A Series is a one-dimensional labeled array capable of holding any data type (integers, strings, floating-point numbers, Python objects, etc.). It is similar to a column in a spreadsheet or a SQL table.
import pandas as pd
# Create a Series
data = [10, 20, 30, 40]
index = ['a', 'b', 'c', 'd']
s = pd.Series(data, index=index)
print(s)
A DataFrame is a two-dimensional labeled data structure with columns of potentially different types.

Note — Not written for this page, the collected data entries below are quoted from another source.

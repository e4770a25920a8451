//! Database connection handle for the Survey Savvy server.
//!
//! Owns one SQLx pool (SQLite or PostgreSQL) and the SeaORM connection built
//! on top of it. The handle is created once at startup, shared by reference
//! with the repositories, and closed explicitly on shutdown.
//!
//! ```rust,no_run
//! # async fn demo() -> savvy_db::Result<()> {
//! use savvy_db::{ConnectOpts, DbHandle};
//!
//! let db = DbHandle::connect("sqlite::memory:", ConnectOpts::default()).await?;
//! let conn = db.sea(); // hand this to SeaORM repositories
//! # drop(conn);
//! db.close().await;
//! # Ok(())
//! # }
//! ```

use std::time::Duration;

#[cfg(feature = "pg")]
use sqlx::{postgres::PgPoolOptions, PgPool};
#[cfg(feature = "sqlite")]
use sqlx::{
    sqlite::{SqliteConnectOptions, SqlitePoolOptions},
    SqlitePool,
};

use sea_orm::DatabaseConnection;
#[cfg(feature = "pg")]
use sea_orm::SqlxPostgresConnector;
#[cfg(feature = "sqlite")]
use sea_orm::SqlxSqliteConnector;

use thiserror::Error;

/// Library-local result type.
pub type Result<T> = std::result::Result<T, DbError>;

/// Typed error for the DB handle and helpers.
#[derive(Debug, Error)]
pub enum DbError {
    #[error("Unknown DSN: {0}")]
    UnknownDsn(String),

    #[error("Feature not enabled: {0}")]
    FeatureDisabled(&'static str),

    #[error(transparent)]
    Sqlx(#[from] sqlx::Error),

    #[error(transparent)]
    Sea(#[from] sea_orm::DbErr),

    #[error(transparent)]
    Io(#[from] std::io::Error),
}

/// Supported engines.
#[derive(Clone, Copy, Debug, PartialEq, Eq)]
pub enum DbEngine {
    Postgres,
    Sqlite,
}

/// Connection options; each driver applies the subset it supports.
#[derive(Clone, Debug)]
pub struct ConnectOpts {
    /// Maximum number of connections in the pool.
    pub max_conns: Option<u32>,
    /// Minimum number of connections in the pool.
    pub min_conns: Option<u32>,
    /// Timeout to acquire a connection from the pool.
    pub acquire_timeout: Option<Duration>,
    /// Idle timeout before a connection is closed.
    pub idle_timeout: Option<Duration>,
    /// Maximum lifetime for a connection.
    pub max_lifetime: Option<Duration>,
    /// SQLite `busy_timeout` pragma (file databases only).
    pub sqlite_busy_timeout: Option<Duration>,
    /// For SQLite file DSNs, create parent directories if missing.
    pub create_sqlite_dirs: bool,
}

impl Default for ConnectOpts {
    fn default() -> Self {
        Self {
            max_conns: Some(10),
            min_conns: None,
            acquire_timeout: Some(Duration::from_secs(30)),
            idle_timeout: None,
            max_lifetime: None,
            sqlite_busy_timeout: Some(Duration::from_millis(DEFAULT_SQLITE_BUSY_TIMEOUT_MS)),
            create_sqlite_dirs: true,
        }
    }
}

/// One concrete sqlx pool.
#[derive(Clone, Debug)]
pub enum DbPool {
    #[cfg(feature = "pg")]
    Postgres(PgPool),
    #[cfg(feature = "sqlite")]
    Sqlite(SqlitePool),
}

/// Main handle.
#[derive(Debug)]
pub struct DbHandle {
    engine: DbEngine,
    pool: DbPool,
    dsn: String,
    sea: DatabaseConnection,
}

const DEFAULT_SQLITE_BUSY_TIMEOUT_MS: u64 = 5000;

impl DbHandle {
    /// Detect engine by DSN scheme.
    pub fn detect(dsn: &str) -> Result<DbEngine> {
        let s = dsn.trim_start();
        if s.starts_with("postgres://") || s.starts_with("postgresql://") {
            Ok(DbEngine::Postgres)
        } else if s.starts_with("sqlite:") {
            Ok(DbEngine::Sqlite)
        } else {
            Err(DbError::UnknownDsn(redact_credentials_in_dsn(dsn)))
        }
    }

    /// Connect and build handle.
    pub async fn connect(dsn: &str, opts: ConnectOpts) -> Result<Self> {
        let engine = Self::detect(dsn)?;
        match engine {
            #[cfg(feature = "pg")]
            DbEngine::Postgres => {
                let mut o = PgPoolOptions::new();
                if let Some(n) = opts.max_conns {
                    o = o.max_connections(n);
                }
                if let Some(n) = opts.min_conns {
                    o = o.min_connections(n);
                }
                if let Some(t) = opts.acquire_timeout {
                    o = o.acquire_timeout(t);
                }
                o = o.idle_timeout(opts.idle_timeout).max_lifetime(opts.max_lifetime);

                let pool = o.connect(dsn).await?;
                let sea = SqlxPostgresConnector::from_sqlx_postgres_pool(pool.clone());
                Ok(Self {
                    engine,
                    pool: DbPool::Postgres(pool),
                    dsn: dsn.to_string(),
                    sea,
                })
            }
            #[cfg(feature = "sqlite")]
            DbEngine::Sqlite => {
                let in_memory = is_sqlite_memory(dsn);
                if opts.create_sqlite_dirs && !in_memory {
                    prepare_sqlite_path(dsn)?;
                }

                let connect_opts: SqliteConnectOptions =
                    dsn.parse::<SqliteConnectOptions>()?.create_if_missing(true);

                let mut o = SqlitePoolOptions::new();
                if in_memory {
                    // Every connection to :memory: is a separate database: pin one
                    // connection and never recycle it.
                    o = o
                        .max_connections(1)
                        .min_connections(1)
                        .idle_timeout(None)
                        .max_lifetime(None);
                } else {
                    if let Some(n) = opts.max_conns {
                        o = o.max_connections(n);
                    }
                    if let Some(n) = opts.min_conns {
                        o = o.min_connections(n);
                    }
                    o = o.idle_timeout(opts.idle_timeout).max_lifetime(opts.max_lifetime);
                }
                if let Some(t) = opts.acquire_timeout {
                    o = o.acquire_timeout(t);
                }

                let busy_timeout_ms = opts
                    .sqlite_busy_timeout
                    .map(|d| d.as_millis() as i64)
                    .unwrap_or(DEFAULT_SQLITE_BUSY_TIMEOUT_MS as i64);

                o = o.after_connect(move |conn, _meta| {
                    Box::pin(async move {
                        if in_memory {
                            sqlx::query("PRAGMA journal_mode = DELETE")
                                .execute(&mut *conn)
                                .await?;
                        } else {
                            sqlx::query("PRAGMA journal_mode = WAL")
                                .execute(&mut *conn)
                                .await?;
                            sqlx::query(&format!("PRAGMA busy_timeout = {busy_timeout_ms}"))
                                .execute(&mut *conn)
                                .await?;
                        }
                        sqlx::query("PRAGMA synchronous = NORMAL")
                            .execute(&mut *conn)
                            .await?;
                        sqlx::query("PRAGMA foreign_keys = ON")
                            .execute(&mut *conn)
                            .await?;
                        Ok(())
                    })
                });

                let pool = o.connect_with(connect_opts).await?;
                let sea = SqlxSqliteConnector::from_sqlx_sqlite_pool(pool.clone());

                Ok(Self {
                    engine,
                    pool: DbPool::Sqlite(pool),
                    dsn: dsn.to_string(),
                    sea,
                })
            }
            #[cfg(not(feature = "pg"))]
            DbEngine::Postgres => Err(DbError::FeatureDisabled("PostgreSQL feature not enabled")),
            #[cfg(not(feature = "sqlite"))]
            DbEngine::Sqlite => Err(DbError::FeatureDisabled("SQLite feature not enabled")),
        }
    }

    /// Graceful pool close. (Dropping the pool also closes it; this just makes it explicit.)
    pub async fn close(self) {
        tracing::debug!(engine = ?self.engine, "closing database pool");
        match self.pool {
            #[cfg(feature = "pg")]
            DbPool::Postgres(p) => p.close().await,
            #[cfg(feature = "sqlite")]
            DbPool::Sqlite(p) => p.close().await,
        }
    }

    /// Get the backend.
    pub fn engine(&self) -> DbEngine {
        self.engine
    }

    /// Get the DSN used for this connection.
    pub fn dsn(&self) -> &str {
        &self.dsn
    }

    /// Get SeaORM connection (clone; cheap handle).
    pub fn sea(&self) -> DatabaseConnection {
        self.sea.clone()
    }

    /// Borrow the SeaORM connection.
    pub fn seaorm(&self) -> &DatabaseConnection {
        &self.sea
    }
}

fn is_sqlite_memory(dsn: &str) -> bool {
    dsn.contains(":memory:") || dsn.contains("mode=memory")
}

/// Create the parent directory of a plain SQLite file DSN.
fn prepare_sqlite_path(dsn: &str) -> Result<()> {
    let raw = dsn
        .strip_prefix("sqlite://")
        .or_else(|| dsn.strip_prefix("sqlite:"))
        .unwrap_or(dsn);
    let path = raw.split_once('?').map(|(p, _)| p).unwrap_or(raw);

    if path.starts_with("file:") || path.is_empty() {
        return Ok(());
    }
    if let Some(parent) = std::path::Path::new(path).parent() {
        if !parent.as_os_str().is_empty() {
            // One-time blocking call during startup.
            std::fs::create_dir_all(parent)?;
        }
    }
    Ok(())
}

/// Replace the password of a DSN with `***` so it can be logged.
pub fn redact_credentials_in_dsn(dsn: &str) -> String {
    if !dsn.contains('@') {
        return dsn.to_string();
    }
    match url::Url::parse(dsn) {
        Ok(mut parsed) => {
            if parsed.password().is_some() {
                let _ = parsed.set_password(Some("***"));
            }
            parsed.to_string()
        }
        Err(_) => "***".to_string(),
    }
}
pub mod stripe;

pub use stripe::StripePaymentProvider;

It can be thought of as a spreadsheet or a SQL table.
# Create a DataFrame
data = {
'Name': ['Alice', 'Bob', 'Charlie'],
'Age': [25, 30, 35],
'City': ['New York', 'Los Angeles', 'Chicago']
}
df = pd.DataFrame(data)
print(df)
Pandas provides various functions to read data from different file formats such as CSV, Excel, JSON, etc.
# Read a CSV file
csv_file = 'data.csv'
df = pd.read_csv(csv_file)
print(df.head())
You can select specific columns, rows, or a combination of both from a DataFrame.
# Select a single column
ages = df['Age']
print(ages)
# Select rows based on a condition
young_people = df[df['Age'] < 30]
print(young_people)
Data cleaning involves handling missing values, incorrect data types, and inconsistent data.
# Check for missing values
missing_values = df.isnull().sum()
print(missing_values)
# Fill missing values with a specific value
df = df.fillna(0)
Data transformation includes operations such as applying functions to columns, creating new columns, and reshaping data.

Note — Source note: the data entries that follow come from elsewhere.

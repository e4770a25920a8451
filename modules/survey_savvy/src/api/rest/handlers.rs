use std::sync::Arc;

use api_ingress::error::AppError;
use axum::{extract::Path, response::Json, Extension};
use tracing::{error, info};

use crate::api::rest::dto::{
    AccountDto, ClientSecretDto, CreateAccountReq, CreatePaymentReq, CreateSurveyReq,
    DeleteResultDto, InsertResultDto, PaymentDto, PaymentIntentReq, RoleDto, SetRoleReq,
    SurveyDto, SurveyPatchReq, TokenDto, TokenReq, UpdateResultDto,
};
use crate::api::rest::error::map_domain_error;
use crate::api::rest::extract::JsonBody;
use crate::contract::model::{AccountCreation, Identity, Role};
use crate::domain::error::DomainError;
use crate::domain::service::{parse_id, AccountService, PaymentService, SurveyService};
use crate::domain::token::TokenAuthority;

type ApiResult<T> = Result<T, AppError>;

/// Liveness text for the root path
pub async fn root() -> &'static str {
    "survey savvy server is running"
}

/// Issue a bearer token for the posted identity
pub async fn issue_token(
    Extension(tokens): Extension<Arc<TokenAuthority>>,
    JsonBody(req): JsonBody<TokenReq>,
) -> ApiResult<Json<TokenDto>> {
    let identity = Identity::from(req);
    match tokens.issue(&identity) {
        Ok(token) => Ok(Json(TokenDto { token })),
        Err(e) => {
            error!("Failed to issue token: {}", e);
            Err(map_domain_error(e))
        }
    }
}

/// List all accounts
pub async fn list_accounts(
    Extension(svc): Extension<Arc<AccountService>>,
) -> ApiResult<Json<Vec<AccountDto>>> {
    match svc.list_accounts().await {
        Ok(accounts) => Ok(Json(accounts.into_iter().map(AccountDto::from).collect())),
        Err(e) => {
            error!("Failed to list accounts: {}", e);
            Err(map_domain_error(e))
        }
    }
}

/// Create an account unless one exists for the email
pub async fn create_account(
    Extension(svc): Extension<Arc<AccountService>>,
    JsonBody(req): JsonBody<CreateAccountReq>,
) -> ApiResult<Json<InsertResultDto>> {
    info!("Creating account for {}", req.email);

    match svc.create_account(req.into()).await {
        Ok(AccountCreation::Created(id)) => Ok(Json(InsertResultDto::inserted(id))),
        Ok(AccountCreation::AlreadyExists) => {
            Ok(Json(InsertResultDto::skipped("user already exists")))
        }
        Err(e) => {
            error!("Failed to create account: {}", e);
            Err(map_domain_error(e))
        }
    }
}

/// Role of the caller's own account
pub async fn get_role(
    Extension(svc): Extension<Arc<AccountService>>,
    Extension(caller): Extension<Identity>,
    Path(email): Path<String>,
) -> ApiResult<Json<RoleDto>> {
    match svc.role_of(&caller, &email).await {
        Ok(role) => Ok(Json(RoleDto {
            role: role.to_string(),
        })),
        Err(e) => Err(map_domain_error(e)),
    }
}

/// Overwrite the role of an account
pub async fn set_role(
    Extension(svc): Extension<Arc<AccountService>>,
    Path(id): Path<String>,
    JsonBody(req): JsonBody<SetRoleReq>,
) -> ApiResult<Json<UpdateResultDto>> {
    let id = parse_id(&id).map_err(map_domain_error)?;
    let role = req
        .role
        .parse::<Role>()
        .map_err(|e| map_domain_error(DomainError::validation("role", e.to_string())))?;
    info!("Setting role of account {} to {}", id, role);

    match svc.set_role(id, role).await {
        Ok(outcome) => Ok(Json(outcome.into())),
        Err(e) => {
            error!("Failed to set role of account {}: {}", id, e);
            Err(map_domain_error(e))
        }
    }
}

/// Delete an account by id
pub async fn delete_account(
    Extension(svc): Extension<Arc<AccountService>>,
    Path(id): Path<String>,
) -> ApiResult<Json<DeleteResultDto>> {
    let id = parse_id(&id).map_err(map_domain_error)?;
    info!("Deleting account {}", id);

    match svc.delete_account(id).await {
        Ok(deleted) => Ok(Json(DeleteResultDto::new(deleted))),
        Err(e) => {
            error!("Failed to delete account {}: {}", id, e);
            Err(map_domain_error(e))
        }
    }
}

/// List all surveys
pub async fn list_surveys(
    Extension(svc): Extension<Arc<SurveyService>>,
) -> ApiResult<Json<Vec<SurveyDto>>> {
    match svc.list_surveys().await {
        Ok(surveys) => Ok(Json(surveys.into_iter().map(SurveyDto::from).collect())),
        Err(e) => {
            error!("Failed to list surveys: {}", e);
            Err(map_domain_error(e))
        }
    }
}

/// Create a survey
pub async fn create_survey(
    Extension(svc): Extension<Arc<SurveyService>>,
    JsonBody(req): JsonBody<CreateSurveyReq>,
) -> ApiResult<Json<InsertResultDto>> {
    match svc.create_survey(req.into()).await {
        Ok(id) => Ok(Json(InsertResultDto::inserted(id))),
        Err(e) => {
            error!("Failed to create survey: {}", e);
            Err(map_domain_error(e))
        }
    }
}

/// Apply a sparse update to a survey
pub async fn update_survey(
    Extension(svc): Extension<Arc<SurveyService>>,
    Path(id): Path<String>,
    JsonBody(req): JsonBody<SurveyPatchReq>,
) -> ApiResult<Json<UpdateResultDto>> {
    let id = parse_id(&id).map_err(map_domain_error)?;

    match svc.update_survey(id, req.into()).await {
        Ok(outcome) => Ok(Json(outcome.into())),
        Err(e) => {
            error!("Failed to update survey {}: {}", id, e);
            Err(map_domain_error(e))
        }
    }
}

/// Create a card payment intent for the posted price
pub async fn create_payment_intent(
    Extension(svc): Extension<Arc<PaymentService>>,
    JsonBody(req): JsonBody<PaymentIntentReq>,
) -> ApiResult<Json<ClientSecretDto>> {
    match svc.create_payment_intent(req.price).await {
        Ok(client_secret) => Ok(Json(ClientSecretDto { client_secret })),
        Err(e) => Err(map_domain_error(e)),
    }
}

/// Record a completed payment
pub async fn record_payment(
    Extension(svc): Extension<Arc<PaymentService>>,
    JsonBody(req): JsonBody<CreatePaymentReq>,
) -> ApiResult<Json<InsertResultDto>> {
    match svc.record_payment(req.into()).await {
        Ok(id) => Ok(Json(InsertResultDto::inserted(id))),
        Err(e) => {
            error!("Failed to record payment: {}", e);
            Err(map_domain_error(e))
        }
    }
}

/// List all recorded payments
pub async fn list_payments(
    Extension(svc): Extension<Arc<PaymentService>>,
) -> ApiResult<Json<Vec<PaymentDto>>> {
    match svc.list_payments().await {
        Ok(payments) => Ok(Json(payments.into_iter().map(PaymentDto::from).collect())),
        Err(e) => {
            error!("Failed to list payments: {}", e);
            Err(map_domain_error(e))
        }
    }
}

# Apply a function to a column
df['Age_in_5_years'] = df['Age'].apply(lambda x: x + 5)
print(df)
Missing values are a common issue in real-world data. You can handle them by dropping rows or columns with missing values or filling them with appropriate values.

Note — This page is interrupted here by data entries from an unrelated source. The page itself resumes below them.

//! Domain services. Each depends only on repository and provider ports.

mod accounts;
mod payments;
mod surveys;

pub use accounts::AccountService;
pub use payments::{to_minor_units, PaymentService};
pub use surveys::{plan_update, SurveyService};

use uuid::Uuid;

use crate::domain::error::DomainError;

/// Parse a path identifier, rejecting anything that is not a UUID.
pub fn parse_id(raw: &str) -> Result<Uuid, DomainError> {
    Uuid::parse_str(raw.trim()).map_err(|_| DomainError::invalid_id(raw))
}

fn db_err(e: anyhow::Error) -> DomainError {
    DomainError::database(format!("{e:#}"))
}

#[cfg(test)]
mod tests {
    use super::*;

    #[test]
    fn parse_id_accepts_uuid_and_rejects_object_ids() {
        let id = Uuid::new_v4();
        assert_eq!(parse_id(&id.to_string()).unwrap(), id);
        assert!(matches!(
            parse_id("65f1c0ffee0ddba11deadbee"),
            Err(DomainError::InvalidId { .. })
        ));
    }
}
pub mod auth;
pub mod dto;
pub mod error;
pub mod extract;
pub mod handlers;
pub mod routes;
//! Injectable time source. Everything that reasons about months, TTLs or
//! retention reads "now" through a `Clock` so tests can pin the date.

use chrono::{DateTime, Utc};

pub trait Clock: Send + Sync {
    fn now(&self) -> DateTime<Utc>;
}

/// Wall-clock time.
pub struct SystemClock;

impl Clock for SystemClock {
    fn now(&self) -> DateTime<Utc> {
        Utc::now()
    }
}

#[cfg(test)]
pub use fixed::FixedClock;
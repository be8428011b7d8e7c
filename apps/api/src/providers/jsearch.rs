//! JSearch (RapidAPI): multi-board aggregator.

use std::sync::Arc;

use async_trait::async_trait;
use chrono::{DateTime, TimeZone, Utc};
use reqwest::{Client, RequestBuilder};
use serde::Deserialize;

use crate::clock::Clock;
use crate::config::ProviderConfig;
use crate::models::job::{CanonicalJob, SalaryRange};
use crate::providers::http;
use crate::providers::normalize::{canonicalize, employment_type_label, parse_posted_date, RawPosting};
use crate::providers::{JobProvider, ProviderError};

/// JSearch returns ten results per page and bills every page as a request.
/// The quota ledger counts one unit per search, so one page is fetched.
const PAGE_SIZE: usize = 10;

#[derive(Debug, Deserialize)]
pub struct JSearchResponse {
    #[serde(default)]
    pub status: Option<String>,
    #[serde(default)]
    pub data: Vec<JSearchJob>,
}

#[derive(Debug, Default, Deserialize)]
#[serde(default)]
pub struct JSearchJob {
    pub job_id: Option<String>,
    pub job_title: Option<String>,
    pub employer_name: Option<String>,
    pub employer_website: Option<String>,
    pub job_description: Option<String>,
    pub job_employment_type: Option<String>,
    pub job_is_remote: Option<bool>,
    pub job_apply_link: Option<String>,
    pub job_google_link: Option<String>,
    pub job_location: Option<String>,
    pub job_city: Option<String>,
    pub job_state: Option<String>,
    pub job_country: Option<String>,
    pub job_posted_at_datetime_utc: Option<String>,
    pub job_posted_at_timestamp: Option<i64>,
    pub job_posted_human_readable: Option<String>,
    pub job_min_salary: Option<f64>,
    pub job_max_salary: Option<f64>,
    pub job_salary_currency: Option<String>,
}

pub struct JSearchAdapter {
    config: ProviderConfig,
    client: Client,
    clock: Arc<dyn Clock>,
}

impl JSearchAdapter {
    pub fn new(config: ProviderConfig, client: Client, clock: Arc<dyn Clock>) -> Self {
        Self {
            config,
            client,
            clock,
        }
    }

    fn request(&self, query: &str, location: &str) -> RequestBuilder {
        let request = self.client.get(&self.config.endpoint).query(&[
            ("query", search_phrase(query, location).as_str()),
            ("page", "1"),
            ("num_pages", "1"),
        ]);
        http::with_rapidapi_auth(request, &self.config.endpoint, &self.config.api_key)
    }
}

fn search_phrase(query: &str, location: &str) -> String {
    let (query, location) = (query.trim(), location.trim());
    if location.is_empty() {
        query.to_string()
    } else {
        format!("{query} in {location}")
    }
}

#[async_trait]
impl JobProvider for JSearchAdapter {
    fn config(&self) -> &ProviderConfig {
        &self.config
    }

    async fn search(
        &self,
        query: &str,
        location: &str,
        count: usize,
    ) -> Result<Vec<CanonicalJob>, ProviderError> {
        let response: JSearchResponse =
            http::fetch_json(&self.config.name, self.request(query, location)).await?;
        normalize_response(&self.config.name, response, count.min(PAGE_SIZE), self.clock.now())
    }
}

pub fn normalize_response(
    provider: &str,
    response: JSearchResponse,
    count: usize,
    now: DateTime<Utc>,
) -> Result<Vec<CanonicalJob>, ProviderError> {
    if response.status.as_deref() == Some("ERROR") {
        return Err(ProviderError::Unavailable {
            provider: provider.to_string(),
            detail: "status ERROR".to_string(),
            reached_remote: true,
        });
    }
    let postings = response.data.into_iter().map(|job| to_posting(job, now));
    Ok(canonicalize(provider, postings, count, now))
}

fn to_posting(job: JSearchJob, now: DateTime<Utc>) -> RawPosting {
    let location = job.job_location.filter(|l| !l.trim().is_empty()).unwrap_or_else(|| {
        [&job.job_city, &job.job_state, &job.job_country]
            .into_iter()
            .flatten()
            .map(|s| s.trim())
            .filter(|s| !s.is_empty())
            .collect::<Vec<_>>()
            .join(", ")
    });

    let posted_at = job
        .job_posted_at_datetime_utc
        .as_deref()
        .and_then(|raw| parse_posted_date(raw, now))
        .or_else(|| {
            job.job_posted_at_timestamp
                .and_then(|ts| Utc.timestamp_opt(ts, 0).single())
        })
        .or_else(|| {
            job.job_posted_human_readable
                .as_deref()
                .and_then(|raw| parse_posted_date(raw, now))
        });

    let salary = (job.job_min_salary.is_some() || job.job_max_salary.is_some()).then(|| SalaryRange {
        min: job.job_min_salary,
        max: job.job_max_salary,
        currency: job.job_salary_currency.clone(),
    });

    RawPosting {
        native_id: job.job_id.unwrap_or_default(),
        title: job.job_title.unwrap_or_default(),
        company: job.employer_name.unwrap_or_default(),
        location,
        description: job.job_description.unwrap_or_default(),
        job_type: job.job_employment_type.as_deref().map(employment_type_label),
        salary,
        remote_flag: job.job_is_remote,
        apply_url: job.job_apply_link,
        related_url: job.job_google_link.or(job.employer_website),
        posted_at,
    }
}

# Drop rows with missing values
df = df.dropna()
# Fill missing values with the mean of the column
mean_age = df['Age'].mean()
df['Age'] = df['Age'].fillna(mean_age)
Duplicate rows can distort your analysis. You can remove them using the drop_duplicates()
method.
# Remove duplicate rows
df = df.drop_duplicates()
Data aggregation involves summarizing data by groups. You can use the groupby()
method to group data and apply aggregation functions such as sum()
, mean()
, etc.
# Group data by a column and calculate the mean of another column
grouped = df.groupby('City')['Age'].mean()
print(grouped)
Write clean and readable code by using meaningful variable names, adding comments, and following a consistent coding style.
# Use meaningful variable names
ages = df['Age']
above_30 = ages[ages > 30]
print(above_30)
For large datasets, performance can be a concern. Use vectorized operations instead of loops, and consider using data types that consume less memory.
# Vectorized operation
df['Double_Age'] = df['Age'] * 2
Data wrangling with Pandas is an essential skill for any data analyst or scientist. By understanding the fundamental concepts, usage methods, common practices, and best practices, you can efficiently clean, transform, and analyze data. Pandas provides a rich set of functions and data structures that make data wrangling a breeze.